وَمَا كَانَ لِنَبِيٍّ اَنْ يَّغُلَّۗ وَمَنْ يَّغْلُلْ يَأْتِ بِمَا غَلَّ يَوْمَ الْقِيٰمَةِۚ ثُمَّ تُوَفّٰى كُلُّ نَفْسٍ مَّا كَسَبَتْ وَهُمْ لَا يُظْلَمُوْنَ ١٦١
wa mâ kâna linabiyyin ay yaghull, wa may yaghlul ya’ti bimâ ghalla yaumal-qiyâmah, tsumma tuwaffâ kullu nafsim mâ kasabat wa hum lâ yudhlamûn
Tidak layak manusia nabi menyelewengkan (harta rampasan perang). Siapa yang tersebut menyelewengkan (-nya), niscaya pada hari Kiamat beliau akan datang mengakibatkan apa yang dimaksud diselewengkannya itu.
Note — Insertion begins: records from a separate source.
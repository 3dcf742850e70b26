// File: crates/chart-core/src/types.rs
// Summary: Shared types and constants (drawing size, insets).

use serde::{Deserialize, Serialize};

use crate::error::{ChartError, Result};

/// Default drawing width in points.
pub const WIDTH: f64 = 320.0;
/// Default drawing height in points.
pub const HEIGHT: f64 = 240.0;

/// Target drawing size, in points.
#[derive(Clone, Copy, Debug, PartialEq, Serialize, Deserialize)]
pub struct Size {
    pub width: f64,
    pub height: f64,
}

impl Size {
    pub const fn new(width: f64, height: f64) -> Self {
        Self { width, height }
    }
}

impl Default for Size {
    fn default() -> Self {
        Self::new(WIDTH, HEIGHT)
    }
}

/// Margins around the plotted area.
/// Contract: all fields are finite and non-negative.
#[derive(Clone, Copy, Debug, PartialEq, Serialize, Deserialize)]
#[serde(default)]
pub struct Insets {
    pub top: f64,
    pub bottom: f64,
    pub left: f64,
    pub right: f64,
}

impl Insets {
    pub const fn new(top: f64, bottom: f64, left: f64, right: f64) -> Self {
        Self { top, bottom, left, right }
    }
    /// Only vertical margins; x starts at 0.
    pub const fn vertical(top: f64, bottom: f64) -> Self {
        Self::new(top, bottom, 0.0, 0.0)
    }
    /// Total horizontal inset (left + right).
    pub fn hsum(&self) -> f64 { self.left + self.right }
    /// Total vertical inset (top + bottom).
    pub fn vsum(&self) -> f64 { self.top + self.bottom }

    /// Width and height left for the series once margins are removed.
    pub fn inner(&self, size: Size) -> Result<Size> {
        let inner = Size::new(size.width - self.hsum(), size.height - self.vsum());
        if !(inner.width > 0.0 && inner.height > 0.0) || !inner.width.is_finite() || !inner.height.is_finite() {
            return Err(ChartError::InvalidSize { width: size.width, height: size.height });
        }
        Ok(inner)
    }
}

impl Default for Insets {
    fn default() -> Self {
        Self::vertical(20.0, 20.0)
    }
}
// File: crates/chart-core/src/scale.rs
// Summary: Index (X) and value (Y) transforms from samples into screen space.

use crate::error::{ChartError, Result};
use crate::geometry::Point;
use crate::series::{finite_or_zero, Range};
use crate::types::{Insets, Size};

/// Maps sample indices and values into a drawing area.
///
/// X advances by `inner_width / count` per sample starting at the left inset.
/// Y is inverted: `range.max` lands on the top inset and `range.min` on the
/// bottom edge of the inner area.
#[derive(Clone, Copy, Debug, PartialEq)]
pub struct PointScaler {
    pub left_px: f64,
    pub top_px: f64,
    pub inner: Size,
    pub step_x: f64,
    pub range: Range,
}

impl PointScaler {
    /// Resolve the geometry for `count` samples. Fails on zero samples,
    /// a degenerate range, or insets that leave no room.
    pub fn new(size: Size, insets: Insets, range: Range, count: usize) -> Result<Self> {
        if count == 0 { return Err(ChartError::EmptySeries); }
        range.validate()?;
        let inner = insets.inner(size)?;
        Ok(Self {
            left_px: insets.left,
            top_px: insets.top,
            inner,
            step_x: inner.width / count as f64,
            range,
        })
    }

    #[inline]
    pub fn x_for_index(&self, index: usize) -> f64 {
        self.left_px + index as f64 * self.step_x
    }

    #[inline]
    pub fn y_for_value(&self, v: f64) -> f64 {
        self.inner.height * (1.0 - self.range.normalize(v)) + self.top_px
    }

    /// Inverse of [`PointScaler::y_for_value`].
    #[inline]
    pub fn value_for_y(&self, py: f64) -> f64 {
        self.range.denormalize(1.0 - (py - self.top_px) / self.inner.height)
    }

    /// Fractional sample index under a screen x.
    #[inline]
    pub fn index_for_x(&self, px: f64) -> f64 {
        (px - self.left_px) / self.step_x
    }

    #[inline]
    pub fn point(&self, index: usize, v: f64) -> Point {
        Point::new(self.x_for_index(index), self.y_for_value(v))
    }

    pub fn scale(&self, values: &[f64]) -> Vec<Point> {
        values.iter().enumerate().map(|(i, &v)| self.point(i, finite_or_zero(v))).collect()
    }
}

/// One screen point per sample. `range` pins normalisation; pass `None` to
/// use the data's own minimum and maximum.
pub fn scale_points(values: &[f64], size: Size, insets: Insets, range: Option<Range>) -> Result<Vec<Point>> {
    let range = match range {
        Some(r) => r,
        None => Range::of(values)?,
    };
    let scaler = PointScaler::new(size, insets, range, values.len())?;
    Ok(scaler.scale(values))
}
Kemudian, setiap warga akan diberi balasan secara sempurna sesuai apa yang dimaksud mereka itu lakukan lalu merekan tidaklah dizalimi.
اَفَمَنِ اتَّبَعَ رِضْوَانَ اللّٰهِ كَمَنْۢ بَاۤءَ بِسَخَطٍ مِّنَ اللّٰهِ وَمَأْوٰىهُ جَهَنَّمُۗ وَبِئْسَ الْمَصِيْرُ ١٦٢
a fa manittaba’a ridlwânallâhi kamam bâ’a bisakhathim minallâhi wa ma’wâhu jahannam, wa bi’sal-mashîr
Apakah pendatang yang mengikuti (jalan) rida Allah serupa dengan penduduk yang digunakan kembali dengan mengakibatkan kemurkaan dari Allah dan juga tempatnya adalah (neraka) Jahanam? Itulah seburuk-buruk tempat kembali.
هُمْ دَرَجٰتٌ عِنْدَ اللّٰهِۗ وَاللّٰهُ بَصِيْرٌ ۢ بِمَا يَعْمَلُوْنَ ١٦٣
hum darajâtun ‘indallâh, wallâhu bashîrum bimâ ya’malûnMereka bertingkat-tingkat dalam sisi Allah. Allah Maha Melihat apa yang dimaksud mereka kerjakan.
لَقَدْ مَنَّ اللّٰهُ عَلَى الْمُؤْمِنِيْنَ اِذْ بَعَثَ فِيْهِمْ رَسُوْلًا مِّنْ اَنْفُسِهِمْ يَتْلُوْا عَلَيْهِمْ اٰيٰتِهٖ وَيُزَكِّيْهِمْ وَيُعَلِّمُهُمُ الْكِتٰبَ وَالْحِكْمَةَۚ وَاِنْ كَانُوْا مِنْ قَبْلُ لَفِيْ ضَلٰلٍ مُّبِيْنٍ ١٦٤
laqad mannallâhu ‘alal-mu’minîna idz ba’atsa fîhim rasûlam min anfusihim yatlû ‘alaihim âyâtihî wa yuzakkîhim wa yu’allimuhumul-kitâba wal-ḫikmah, wa ing kânû ming qablu lafî dlalâlim mubîn
Sungguh, Allah benar-benar telah terjadi memberi karunia untuk orang-orang mukmin sewaktu (Dia) mengutus dalam tengah-tengah mereka itu pribadi Rasul (Muhammad) dari kalangan dia sendiri yang dimaksud membacakan untuk merek ayat-ayat-Nya, menyucikan (jiwa) mereka, kemudian mengajarkan untuk mereka Kitab Suci (Al-Qur’an) juga hikmah. Sesungguhnya merek sebelum itu benar-benar di kesesatan yang digunakan nyata.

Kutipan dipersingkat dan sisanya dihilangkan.